Topline
Stocks moved lower on Thursday—adding to recent declines in August—as investors continue to worry about a period of prolonged rate hikes from the Federal Reserve, while market experts warn of further volatility ahead and rising recession risks.
Key Facts
Stocks are on pace for a five-day losing streak: The Dow Jones Industrial Average was down 0.7%, over 200 points, while the S&P 500 lost 0.9% and the tech-heavy Nasdaq Composite 1.4%.
Markets moved lower despite weekly jobless claims coming in at 232,000—the lowest level since late June, in a sign that the jobs market remains “extraordinarily strong” despite ongoing Fed rate hikes and a slowing economy.
Stocks have continued to struggle since Fed chair Jerome Powell’s Jackson Hole speech last Friday, with his comments about raising interest rates “higher for longer,” sparking a selloff that saw the Dow plunge 1,000 points on the day.
As investors now bet on more rate increases, government bond yields have surged higher in recent days, with the yield on the two-year Treasury note at one point surpassing 3.15% on Thursday, its highest level since late 2007.
With Fed officials continuing to indicate that the central bank won’t take its foot off the pedal with interest rate hikes anytime soon, experts warn markets could retest their June lows, especially as September is a historically bad month for markets.

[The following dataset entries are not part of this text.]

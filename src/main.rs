use clap::Parser;
use todo_file_service::ServiceConfig;

#[tokio::main]
async fn main() -> anyhow::Result<()> {
    todo_file_service::run(ServiceConfig::parse()).await
}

Shares of chipmaker stocks, meanwhile, were hard-hit on Thursday amid news that the U.S. government would ban sales of AI chips to China, with shares of Nvidia, Advanced Micro Devices and Micron Technology falling more than 5%, 3% and 2%, respectively.
Crucial Quote:
“Markets are trying to get ahead of the eventual recession and the Fed appears on a collision course to create one,” says Chris Zaccarelli, chief investment officer for Independent Advisor Alliance. “Whether or not it is a shallow recession or a deeper, more pernicious one is the big question, and the stock market is largely discounting the former.”
Key Background:
Stocks struggled in August, as the summer rally, which saw markets rebound from a June low point, now appears to have fizzled out. All three major indexes closed the month down 4% or more as investors once again have grown more nervous about ongoing rate hikes and rising recession risks. “From a bigger picture perspective, there’s no appetite to step into the market and be a hero, especially ahead of the seasonally treacherous month of September,” explains Vital Knowledge founder Adam Crisafulli.
Further Reading:
Dow Falls 300 Points, Bond Yields Surge As Investors Bet On More Rate Hikes (Forbes)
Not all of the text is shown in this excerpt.